*What is needed:* Your reply must be one number: the count of lines in the data below that contain "SPDX".

Stored data
Start of Block
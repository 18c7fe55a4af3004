// SPDX-FileCopyrightText: 2026 Mattia Egloff <mattia.egloff@pm.me>
//
// SPDX-License-Identifier: GPL-3.0-or-later

//! Invitation Configuration

use std::time::Duration;

use serde::{Deserialize, Serialize};

use crate::invitation::InvitationError;

/// Default time allowed for a transport to produce an invitation connection.
pub const DEFAULT_CONNECTION_TIMEOUT_MS: u64 = 15_000;

/// Default time a connector waits for the local human to compare codes.
pub const DEFAULT_CONFIRMATION_TIMEOUT_MS: u64 = 60_000;

/// Timeouts for one invitation attempt.
#[derive(Debug, Clone, PartialEq, Eq, Serialize, Deserialize)]
#[serde(default)]
pub struct InvitationConfig {
    /// Connection establishment timeout in milliseconds (per transport).
    pub connection_timeout_ms: u64,

    /// Local confirmation timeout in milliseconds. When it expires without a
    /// decision the connector proceeds as if the codes did not match.
    pub confirmation_timeout_ms: u64,
}

impl Default for InvitationConfig {
    fn default() -> Self {
        InvitationConfig {
            connection_timeout_ms: DEFAULT_CONNECTION_TIMEOUT_MS,
            confirmation_timeout_ms: DEFAULT_CONFIRMATION_TIMEOUT_MS,
        }
    }
}

impl InvitationConfig {
    /// Parses a configuration from JSON. Missing fields take their defaults.
    pub fn from_json(json: &str) -> Result<Self, InvitationError> {
        let config: InvitationConfig = serde_json::from_str(json)
            .map_err(|e| InvitationError::Configuration(e.to_string()))?;
        config.validate()?;
        Ok(config)
    }

    /// Sets the connection timeout.
    pub fn with_connection_timeout(mut self, timeout: Duration) -> Self {
        self.connection_timeout_ms = u64::try_from(timeout.as_millis()).unwrap_or(u64::MAX);
        self
    }

    /// Sets the confirmation timeout.
    pub fn with_confirmation_timeout(mut self, timeout: Duration) -> Self {
        self.confirmation_timeout_ms = u64::try_from(timeout.as_millis()).unwrap_or(u64::MAX);
        self
    }

    /// Connection timeout as a `Duration`.
    pub fn connection_timeout(&self) -> Duration {
        Duration::from_millis(self.connection_timeout_ms)
    }

    /// Confirmation timeout as a `Duration`.
    pub fn confirmation_timeout(&self) -> Duration {
        Duration::from_millis(self.confirmation_timeout_ms)
    }

    /// Rejects configurations that could never complete an attempt.
    pub fn validate(&self) -> Result<(), InvitationError> {
        if self.connection_timeout_ms == 0 {
            return Err(InvitationError::Configuration(
                "connection_timeout_ms must be greater than zero".into(),
            ));
        }
        if self.confirmation_timeout_ms == 0 {
            return Err(InvitationError::Configuration(
                "confirmation_timeout_ms must be greater than zero".into(),
            ));
        }
        Ok(())
    }
}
End of Block
*Solution for this problem:* 2